As Medical Marijuana Hits Mainstream, Regulators Take Notice With Safety Recalls

Posted 12 May 2014 | By Alexander Gaffney, RAC 

In the US, states are increasingly squaring off against federal regulators in an attempt to grant their citizens access to medical marijuana, which advocates argue can provide pain relief to patients afflicted with cancer or other painful conditions.

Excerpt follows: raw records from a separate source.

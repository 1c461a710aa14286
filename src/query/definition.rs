//! Effective query definition: resource defaults merged with request parameters.
//!
//! Precedence, lowest first: built-in defaults, resource defaults, request parameters,
//! enforced resource values (`$select`).

pub const TOP: &str = "$top";
pub const SKIP: &str = "$skip";
pub const ORDERBY: &str = "$orderby";
pub const SELECT: &str = "$select";
pub const EXPAND: &str = "$expand";
pub const FILTER: &str = "$filter";

/// Parameters that describe paging/ordering rather than the result set itself.
const PAGING_PARAMS: &[&str] = &[TOP, SKIP, ORDERBY];

/// Query string pairs in request order. Repeated keys are kept.
#[derive(Clone, Debug, Default, PartialEq)]
pub struct RequestParams(Vec<(String, String)>);

impl RequestParams {
    pub fn new(pairs: Vec<(String, String)>) -> Self {
        RequestParams(pairs)
    }

    /// Parse a raw query string (`a=1&b=2`).
    pub fn parse(query: &str) -> Self {
        RequestParams(form_urlencoded::parse(query.as_bytes()).into_owned().collect())
    }

    /// First non-empty value for `name`.
    pub fn get(&self, name: &str) -> Option<&str> {
        self.0
            .iter()
            .find(|(k, v)| k == name && !v.trim().is_empty())
            .map(|(_, v)| v.as_str())
    }

    pub fn get_all(&self, name: &str) -> Vec<&str> {
        self.0.iter().filter(|(k, _)| k == name).map(|(_, v)| v.as_str()).collect()
    }

    pub fn pairs(&self) -> &[(String, String)] {
        &self.0
    }

    pub fn with(mut self, name: &str, value: &str) -> Self {
        self.0.push((name.to_string(), value.to_string()));
        self
    }
}

/// Query defaults declared on a resource.
#[derive(Clone, Debug, Default, PartialEq)]
pub struct QueryDefaults {
    pub top: Option<u64>,
    pub skip: Option<u64>,
    pub orderby: Option<String>,
    pub orderby_paged: Option<String>,
    /// Enforced projection: request `$select` never overrides it.
    pub select: Option<String>,
    pub expand: Vec<String>,
    /// Deprecated default for `$expand`.
    pub populate: Vec<String>,
    pub lean: Option<bool>,
}

#[derive(Clone, Debug, PartialEq)]
pub struct QueryDefinition {
    pub top: Option<u64>,
    pub skip: Option<u64>,
    pub orderby: Option<String>,
    pub orderby_paged: String,
    pub select: Option<String>,
    pub expand: Vec<String>,
    pub filter: Option<String>,
    pub lean: bool,
    /// Request parameters minus paging/ordering, re-attached to generated count links.
    pub passthrough: Vec<(String, String)>,
}

impl QueryDefinition {
    /// `passthrough` as a query string, or None when there is nothing to carry.
    pub fn passthrough_query(&self) -> Option<String> {
        if self.passthrough.is_empty() {
            return None;
        }
        let mut ser = form_urlencoded::Serializer::new(String::new());
        for (k, v) in &self.passthrough {
            ser.append_pair(k, v);
        }
        Some(ser.finish())
    }
}

/// Paging bounds end up as SQL bigints.
const MAX_PAGE: u64 = i64::MAX as u64;

fn positive(v: &str) -> Option<u64> {
    non_negative(v).filter(|n| *n > 0)
}

fn non_negative(v: &str) -> Option<u64> {
    v.trim().parse::<u64>().ok().map(|n| n.min(MAX_PAGE))
}

/// Merge resource defaults with request parameters. Pure: no store access.
pub fn merge(defaults: &QueryDefaults, request: &RequestParams) -> QueryDefinition {
    let mut def = QueryDefinition {
        top: None,
        skip: None,
        orderby: None,
        orderby_paged: "_id".to_string(),
        select: None,
        expand: defaults.populate.clone(),
        filter: None,
        lean: true,
        passthrough: Vec::new(),
    };

    def.top = defaults.top.filter(|n| *n > 0).map(|n| n.min(MAX_PAGE));
    def.skip = defaults.skip.map(|n| n.min(MAX_PAGE));
    def.orderby = defaults.orderby.clone().filter(|s| !s.trim().is_empty());
    if let Some(paged) = defaults.orderby_paged.as_ref().filter(|s| !s.trim().is_empty()) {
        def.orderby_paged = paged.clone();
    }
    def.select = defaults.select.clone();
    if !defaults.expand.is_empty() {
        def.expand = defaults.expand.clone();
    }
    if let Some(lean) = defaults.lean {
        def.lean = lean;
    }

    // invalid numbers are ignored, leaving the default in place
    if let Some(top) = request.get(TOP).and_then(positive) {
        def.top = Some(top);
    }
    if let Some(skip) = request.get(SKIP).and_then(non_negative) {
        def.skip = Some(skip);
    }
    if let Some(orderby) = request.get(ORDERBY) {
        def.orderby = Some(orderby.to_string());
    }
    if let Some(select) = request.get(SELECT) {
        def.select = Some(select.to_string());
    }
    let expand: Vec<String> = request
        .get_all(EXPAND)
        .into_iter()
        .filter(|v| !v.trim().is_empty())
        .map(str::to_string)
        .collect();
    if !expand.is_empty() {
        def.expand = expand;
    }
    def.filter = request.get(FILTER).map(str::to_string);

    if defaults.select.is_some() {
        def.select = defaults.select.clone();
    }

    def.passthrough = request
        .pairs()
        .iter()
        .filter(|(k, _)| !PAGING_PARAMS.contains(&k.as_str()))
        .cloned()
        .collect();
    def
}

But north of the US border, where medicinal marijuana is legal when authorized by a doctor or nurse practitioner, Canadian regulators are grappling with another marijuana issue entirely: The recall of medicinal marijuana due to bacterial contamination.

While the recall of a medical product is hardly unusual-Canadian regulators, as with their US counterparts, generally recall several products per day-the recall of medical marijuana is quite unusual. Health Canada's database of recalls indicates that only one other medicinal marijuana product has ever been recalled, also in 2014.

But unlike the other recall, which was for general manufacturing deficiencies, the latest recall notice is for something altogether far more serious.

In a 9 May 2014 posting, Health Canada indicated that medical marijuana processed by an Ontario-based manufacturer was contaminated with bacteria in quantities "outside of acceptable limits."

While neither the product's manufacturer nor Health Canada have received any adverse event reports regarding the affected marijuana, the product is being recalled and patients are urged to discontinue using it.

The recall notice, the second in a month, could be an indication that compliance with medical product manufacturing regulations could stand to be a bit, well, higher.